Nuestras vidas —prosiguió— no nos pertenecen. Pertenecen al Estado, la tuya como las demás. De modo que, después de haberlo pensado bien, he llegado a la conclusión de que tu vida es dañina para el Estado. ¿Comprendes?
Estas palabras severas resonaban en los oídos de Alejo con estruendo formidable. Sentía su grandeza, pero esa grandeza le mataba.
—No digo que sea culpa tuya —dijo Pedro—. Abrázame.
Estrechó a su hijo, trastornado de sentir contra él ese desfallecimiento de un cuerpo que era de los suyos. Enjugó con el revés de la manga las lágrimas que le brotaban de los ojos.
—Haré que reabran tu proceso —concluyó—. No quiero ser el único en juzgarte.

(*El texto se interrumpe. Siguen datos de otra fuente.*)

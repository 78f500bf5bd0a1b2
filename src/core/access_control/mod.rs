//! Access control
//!
//! Role based access control as configured below
//! `/core-service=management/access=authorization`.
//!
//! ## Module Structure
//!
//! - `types`: Principals, roles, assignments and the provider switch
//! - `roles`, `principals`, `assignments`: Registries rebuilt on every reload
//! - `store`: Atomically swapped snapshot of the registries
//! - `parse`: The reload composite and its parser
//! - `system`: The [`AccessControl`] aggregate
//! - `steps`: Pipeline steps against role mappings and scoped roles
//! - `tasks`: [`AccessControlTasks`], the mutation entry points
//! - `change_set`: Attribute change sets to operations

pub mod addresses;
pub mod assignments;
pub mod change_set;
pub mod ids;
mod parse;
pub mod principals;
pub mod roles;
pub mod sorting;
pub mod steps;
mod store;
mod system;
mod tasks;
mod types;

pub use assignments::Assignments;
pub use change_set::{AttributeMetadata, OperationFactory, ResourceMetadata};
pub use parse::{parse_snapshot, reload_composite};
pub use principals::Principals;
pub use roles::Roles;
pub use store::{AccessControlSnapshot, ReloadOutcome, SnapshotRef, SnapshotStore};
pub use system::AccessControl;
pub use tasks::AccessControlTasks;
pub use types::{
    ADMINISTRATOR, AccessControlProvider, Assignment, LOCAL_USERNAME, Principal, PrincipalType,
    Role, RoleType, SUPER_USER,
};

9. El drama del 26 de junio
Un velo de horror se extendió por Rusia,
Un siglo antes, Iván el Terrible había muerto a su hijo. Pero lo mató en un momento de cólera, y cuando vio su cadáver extendido a sus pies tuvo un ataque de desesperación.
Lo que Pedro hacía era más espantoso. Instauraba contra su hijo un proceso criminal en el que, personalmente, se convertía en acusador. Sin cólera, sin odio, pedía a los dignatarios de su imperio que le entregaran la cabeza de su hijo.
Ciento veintisiete metropolitanos, obispos, príncipes, senadores, generales, se reunieron el 17 de junio en San Petersburgo. El zar les hizo leer una requisitoria escrita íntegramente de su mano. Condensaba todas sus acusaciones contra Alejo: su oposición, su fuga, los votos que hiciera por la muerte de su padre, las esperanzas que tuvo en una rebelión en Rusia.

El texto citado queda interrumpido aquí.